Factors such as serum (1), EGF (2, 3), PGDF (4, 5), hormones (6, 7), IL-1 (8, 9), and phorbol esters (8, 10) promote prostaglandin synthesis by two mechanisms. Within minutes these compounds activate specific phospholipases leading to the release of arachidonate and production of prostaglandin endoperoxide H2 (PGH2). This first committed step in the prostaglandin biosynthetic pathway is catalyzed by the enzyme prostaglandin endoperoxide H (PGH) synthase. Within a few hours, these same factors also increase prostaglandin synthesis by stimulating de novo synthesis of PGH synthase. New enzyme production increases the capacity of a cell to produce prostaglandins both by increasing the absolute PGH synthase levels, and by replacing inactive enzyme.

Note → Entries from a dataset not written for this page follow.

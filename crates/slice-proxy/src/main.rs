use slice_cache::CacheEngine;
use slice_proxy::config::Config;
use slice_proxy::origin::OriginClient;
use slice_proxy::proxy::{self, AppState};
use slice_proxy::stats;
use std::path::Path;
use std::sync::Arc;
use std::time::Duration;
use tokio_util::sync::CancellationToken;
use tracing_subscriber::EnvFilter;

#[tokio::main]
async fn main() {
    tracing_subscriber::fmt()
        .with_env_filter(
            EnvFilter::try_from_default_env().unwrap_or_else(|_| EnvFilter::new("info")),
        )
        .json()
        .init();

    let config = if Path::new("config.toml").exists() {
        match Config::load(Path::new("config.toml")) {
            Ok(c) => {
                tracing::info!("loaded config from config.toml");
                c
            }
            Err(e) => {
                tracing::error!(error = %e, "failed to load config.toml, using defaults");
                Config::default_config()
            }
        }
    } else {
        tracing::info!("no config.toml found, using defaults");
        Config::default_config()
    };

    let prom_handle = metrics_exporter_prometheus::PrometheusBuilder::new()
        .install_recorder()
        .expect("prometheus recorder");

    let cache = Arc::new(CacheEngine::with_capacity_mb(config.cache.max_size_mb));
    let origin = OriginClient::new(config.origin.timeout_ms.map(Duration::from_millis));
    let state = Arc::new(AppState { cache, origin });

    let shutdown = CancellationToken::new();

    let proxy_router = proxy::router(Arc::clone(&state));
    let metrics_router = stats::router(Arc::clone(&state), prom_handle);

    let proxy_addr = config.server.listen_addr.clone();
    let metrics_addr = config.server.metrics_addr.clone();

    tracing::info!(
        proxy = %proxy_addr,
        metrics = %metrics_addr,
        max_size_mb = config.cache.max_size_mb,
        origin_timeout_ms = ?config.origin.timeout_ms,
        "slice proxy starting"
    );

    let proxy_listener = tokio::net::TcpListener::bind(&proxy_addr)
        .await
        .unwrap_or_else(|e| panic!("failed to bind proxy to {proxy_addr}: {e}"));

    let metrics_listener = tokio::net::TcpListener::bind(&metrics_addr)
        .await
        .unwrap_or_else(|e| panic!("failed to bind metrics to {metrics_addr}: {e}"));

    let shutdown_clone = shutdown.clone();
    tokio::spawn(async move {
        shutdown_signal(shutdown_clone).await;
    });

    let proxy_shutdown = shutdown.clone();
    let metrics_shutdown = shutdown.clone();

    let proxy_future = axum::serve(proxy_listener, proxy_router)
        .with_graceful_shutdown(proxy_shutdown.cancelled_owned());

    let metrics_future = axum::serve(metrics_listener, metrics_router)
        .with_graceful_shutdown(metrics_shutdown.cancelled_owned());

    tokio::select! {
        result = proxy_future => {
            if let Err(e) = result {
                tracing::error!(error = %e, "proxy server error");
            }
        }
        result = metrics_future => {
            if let Err(e) = result {
                tracing::error!(error = %e, "metrics server error");
            }
        }
    }

    tracing::info!("slice proxy shut down");
}

/// Listen for SIGINT (Ctrl+C) or SIGTERM and cancel the shutdown token.
async fn shutdown_signal(token: CancellationToken) {
    let ctrl_c = tokio::signal::ctrl_c();

    #[cfg(unix)]
    {
        let mut sigterm = tokio::signal::unix::signal(tokio::signal::unix::SignalKind::terminate())
            .expect("SIGTERM handler");
        tokio::select! {
            _ = ctrl_c => {},
            _ = sigterm.recv() => {},
        }
    }

    #[cfg(not(unix))]
    {
        ctrl_c.await.ok();
    }

    tracing::info!("shutdown signal received, draining connections...");
    token.cancel();
}
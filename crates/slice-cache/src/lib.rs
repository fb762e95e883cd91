//! Range-indexed in-memory LRU cache.
//!
//! Entries are contiguous byte spans keyed by source URL. Each source keeps
//! its spans in a sorted index; a single global min-heap over last-access
//! ticks drives size-budget eviction across all sources.

pub mod engine;
pub mod error;
mod heap;
mod index;

pub use engine::{CacheEngine, CacheStats};
pub use error::CacheError;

PGH synthase is catalytically inactivated during production of PGH2 (11–13); therefore new enzymeis required for prolonged synthesis, and sustained production of prostaglandins is believed to be necessary for the elaboration of many biological events such as inflammation, ovulation and luteolysis, and for maintaining vascular homeostasis (reviewed in 14). The exact mechanisms controlling PGH synthase synthesis are not known, but many of the factors that increase de novo synthesis of the enzyme also increase PGH synthase mRNA levels (1, 4, 5, 15, 16). Thus, one likely mechanism for regulating PGH synthase enzyme expression may be by regulating transcription of the PGH synthase gene. We and others who have examined regulation of PGH synthase gene expression in cultured mouse 3T3 fibroblasts, have shown that mRNA levels of one PGH synthase gene can be elevated in response to serum (1), PDGF and phorbol esters (5). To begin to investigate how PGH synthase mRNA levels are regulated our laboratory has isolated genomic clones and determined the structure of one mouse PGH synthase gene. We have also determined the transcription start site and more than 2 kb of sequence from the 5’-flanking region of this gene. We have identified several enhancer sequences that may regulate PGH synthase transcription and here propose a model for the transcriptional regulation of PGH synthase gene expression.